_YOUR OBJECTIVE_
Read through the data, and wherever a line holds the word "every", write that line out.

_SOURCE MATERIAL_
+--
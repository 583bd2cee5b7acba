//! Visit ordering.
//!
//! A tour is either the stops in the order they were supplied, or a greedy
//! nearest-neighbor reordering that keeps the first stop as the anchor.

use crate::coordinates::{Coordinate, StopList};
use crate::haversine::haversine_m;

/// Which order a [`Tour`] carries.
#[derive(Debug, Clone, Copy, PartialEq, Eq)]
pub enum TourOrder {
    Original,
    Optimized,
}

#[derive(Debug, Clone, PartialEq)]
pub struct Tour {
    stops: Vec<Coordinate>,
    order: TourOrder,
}

impl Tour {
    pub fn original(stops: Vec<Coordinate>) -> Self {
        Self {
            stops,
            order: TourOrder::Original,
        }
    }

    pub fn optimized(stops: &[Coordinate]) -> Self {
        Self {
            stops: nearest_neighbor_tour(stops),
            order: TourOrder::Optimized,
        }
    }

    /// Optimize only when allowed and there is something to reorder: with two
    /// stops the anchor fixes the whole order.
    pub fn plan(stops: &StopList) -> Self {
        let tour = if stops.optimized && stops.len() > 2 {
            Self::optimized(&stops.coordinates)
        } else {
            Self::original(stops.coordinates.clone())
        };
        tracing::debug!(stops = tour.len(), order = ?tour.order, "planned tour");
        tour
    }

    pub fn stops(&self) -> &[Coordinate] {
        &self.stops
    }

    pub fn order(&self) -> TourOrder {
        self.order
    }

    pub fn len(&self) -> usize {
        self.stops.len()
    }

    pub fn is_empty(&self) -> bool {
        self.stops.is_empty()
    }
}

/// Greedy nearest-neighbor ordering anchored at `stops[0]`.
///
/// From the current stop, always visit the closest remaining one. Ties go to
/// the stop that appears first in the remaining pool. O(n^2).
pub fn nearest_neighbor_tour(stops: &[Coordinate]) -> Vec<Coordinate> {
    let Some((&anchor, rest)) = stops.split_first() else {
        return Vec::new();
    };
    if rest.is_empty() {
        return vec![anchor];
    }

    let mut tour = Vec::with_capacity(stops.len());
    tour.push(anchor);

    let mut pool = rest.to_vec();
    let mut current = anchor;

    while !pool.is_empty() {
        let mut nearest = 0;
        let mut nearest_dist = f64::INFINITY;
        for (idx, candidate) in pool.iter().enumerate() {
            let dist = haversine_m(current, *candidate);
            if dist < nearest_dist {
                nearest = idx;
                nearest_dist = dist;
            }
        }

        current = pool.remove(nearest);
        tour.push(current);
    }

    tour
}
/*!
 * Aggregation of dispatch results
 *
 * A result kind is chosen per call. `Remote` keeps the slots where they are;
 * the other kinds drain every slot first, so nothing is left in flight when a
 * value (or an error) reaches the caller.
 */

use quasar_core_interface::Value;
use tracing::warn;

use crate::array::ChunkedArray;
use crate::error::{QuasarError, Result};
use crate::placement::ArraySpec;
use crate::proxy::CartesianProxy;

/// How a dispatch round is turned into a caller value
#[derive(Debug, Clone, Default, PartialEq)]
pub enum ResultKind {
    /// Keep the per-slot results as a new distributed object
    #[default]
    Remote,
    /// One value per slot, in slot order
    Tuple,
    /// A single value all slots agree on
    Global,
    /// Like `Global`, and cached by the caller-facing wrapper
    Constant,
    /// Blocks of a chunked array, one per grid point
    Array(ArraySpec),
}

impl ResultKind {
    /// Whether the value is remembered after the first read
    pub fn is_cached(&self) -> bool {
        matches!(self, ResultKind::Constant)
    }
}

/// Caller-facing value of an aggregated dispatch
#[derive(Debug)]
pub enum Output {
    Proxy(CartesianProxy),
    Tuple(Vec<Value>),
    Value(Value),
    Array(ChunkedArray),
}

impl Output {
    pub fn into_proxy(self) -> Option<CartesianProxy> {
        match self {
            Output::Proxy(proxy) => Some(proxy),
            _ => None,
        }
    }

    pub fn into_tuple(self) -> Option<Vec<Value>> {
        match self {
            Output::Tuple(values) => Some(values),
            _ => None,
        }
    }

    pub fn into_value(self) -> Option<Value> {
        match self {
            Output::Value(value) => Some(value),
            _ => None,
        }
    }

    pub fn into_array(self) -> Option<ChunkedArray> {
        match self {
            Output::Array(array) => Some(array),
            _ => None,
        }
    }

    pub fn as_value(&self) -> Option<&Value> {
        match self {
            Output::Value(value) => Some(value),
            _ => None,
        }
    }
}

/// The single value shared by every slot.
///
/// # Errors
///
/// `QuasarError::InconsistentResult` carrying every slot's value when they differ.
pub fn consensus(values: Vec<Value>) -> Result<Value> {
    match values.first() {
        Some(first) if values.iter().all(|v| v == first) => Ok(first.clone()),
        _ => {
            warn!("Slots disagree on a global value: {:?}", values);
            Err(QuasarError::InconsistentResult { values })
        }
    }
}

pub async fn tuple(proxy: &CartesianProxy) -> Result<Vec<Value>> {
    proxy.results().await
}

pub async fn global(proxy: &CartesianProxy) -> Result<Value> {
    consensus(proxy.results().await?)
}

/// Resolve `proxy` according to `kind`
pub async fn aggregate(proxy: CartesianProxy, kind: &ResultKind) -> Result<Output> {
    match kind {
        ResultKind::Remote => Ok(Output::Proxy(proxy)),
        ResultKind::Tuple => Ok(Output::Tuple(tuple(&proxy).await?)),
        ResultKind::Global | ResultKind::Constant => Ok(Output::Value(global(&proxy).await?)),
        ResultKind::Array(spec) => {
            let array = proxy.grid().assemble(proxy.handles(), spec).await?;
            Ok(Output::Array(array))
        }
    }
}

impl CartesianProxy {
    pub async fn resolve(self, kind: &ResultKind) -> Result<Output> {
        aggregate(self, kind).await
    }
}
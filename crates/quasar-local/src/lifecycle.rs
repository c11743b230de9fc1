//! Worker lifecycle
//!
//! ```text
//!   spawn ──> Registered ──ready──> Serving ──drain──> Draining ──stop──> Stopped
//! ```
//!
//! Only a `Serving` worker accepts new tasks. `Draining` workers finish what is
//! already queued.

use serde::{Deserialize, Serialize};
use std::time::Instant;

#[derive(Debug, Clone, Copy, PartialEq, Eq, Hash, Serialize, Deserialize)]
#[serde(rename_all = "snake_case")]
pub enum WorkerState {
    /// Spawned, not yet registered with the pool
    Registered,
    /// Accepting and running tasks
    Serving,
    /// Finishing queued tasks, refusing new ones
    Draining,
    /// Queue closed
    Stopped,
}

impl WorkerState {
    pub fn as_str(&self) -> &str {
        match self {
            WorkerState::Registered => "registered",
            WorkerState::Serving => "serving",
            WorkerState::Draining => "draining",
            WorkerState::Stopped => "stopped",
        }
    }
}

/// One recorded state change
#[derive(Debug, Clone, PartialEq, Eq)]
pub struct Transition {
    pub from: WorkerState,
    pub to: WorkerState,
}

#[derive(Debug)]
pub struct WorkerLifecycle {
    state: WorkerState,
    entered_at: Instant,
    history: Vec<Transition>,
    active_tasks: u32,
    completed_tasks: u64,
}

impl Default for WorkerLifecycle {
    fn default() -> Self {
        Self::new()
    }
}

impl WorkerLifecycle {
    pub fn new() -> Self {
        Self {
            state: WorkerState::Registered,
            entered_at: Instant::now(),
            history: Vec::new(),
            active_tasks: 0,
            completed_tasks: 0,
        }
    }

    pub fn state(&self) -> WorkerState {
        self.state
    }

    pub fn accepts_work(&self) -> bool {
        self.state == WorkerState::Serving
    }

    pub fn is_drained(&self) -> bool {
        self.state == WorkerState::Draining && self.active_tasks == 0
    }

    pub fn time_in_state(&self) -> std::time::Duration {
        self.entered_at.elapsed()
    }

    pub fn active_tasks(&self) -> u32 {
        self.active_tasks
    }

    pub fn completed_tasks(&self) -> u64 {
        self.completed_tasks
    }

    pub fn task_started(&mut self) {
        self.active_tasks += 1;
    }

    pub fn task_completed(&mut self) {
        self.active_tasks = self.active_tasks.saturating_sub(1);
        self.completed_tasks += 1;
    }

    pub fn on_serving(&mut self) -> Option<Transition> {
        if self.state != WorkerState::Registered {
            return None;
        }
        self.transition(WorkerState::Serving)
    }

    pub fn on_draining(&mut self) -> Option<Transition> {
        if self.state != WorkerState::Serving {
            return None;
        }
        self.transition(WorkerState::Draining)
    }

    /// Any state but `Stopped` may stop; a worker that never served stops directly.
    pub fn on_stopped(&mut self) -> Option<Transition> {
        if self.state == WorkerState::Stopped {
            return None;
        }
        self.transition(WorkerState::Stopped)
    }

    pub fn history(&self) -> &[Transition] {
        &self.history
    }

    fn transition(&mut self, to: WorkerState) -> Option<Transition> {
        let event = Transition {
            from: self.state,
            to,
        };
        self.state = to;
        self.entered_at = Instant::now();
        self.history.push(event.clone());
        Some(event)
    }
}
+--
_TASK ANSWER_
 * the other kinds drain every slot first, so nothing is left in flight when a
/// The single value shared by every slot.
/// `QuasarError::InconsistentResult` carrying every slot's value when they differ.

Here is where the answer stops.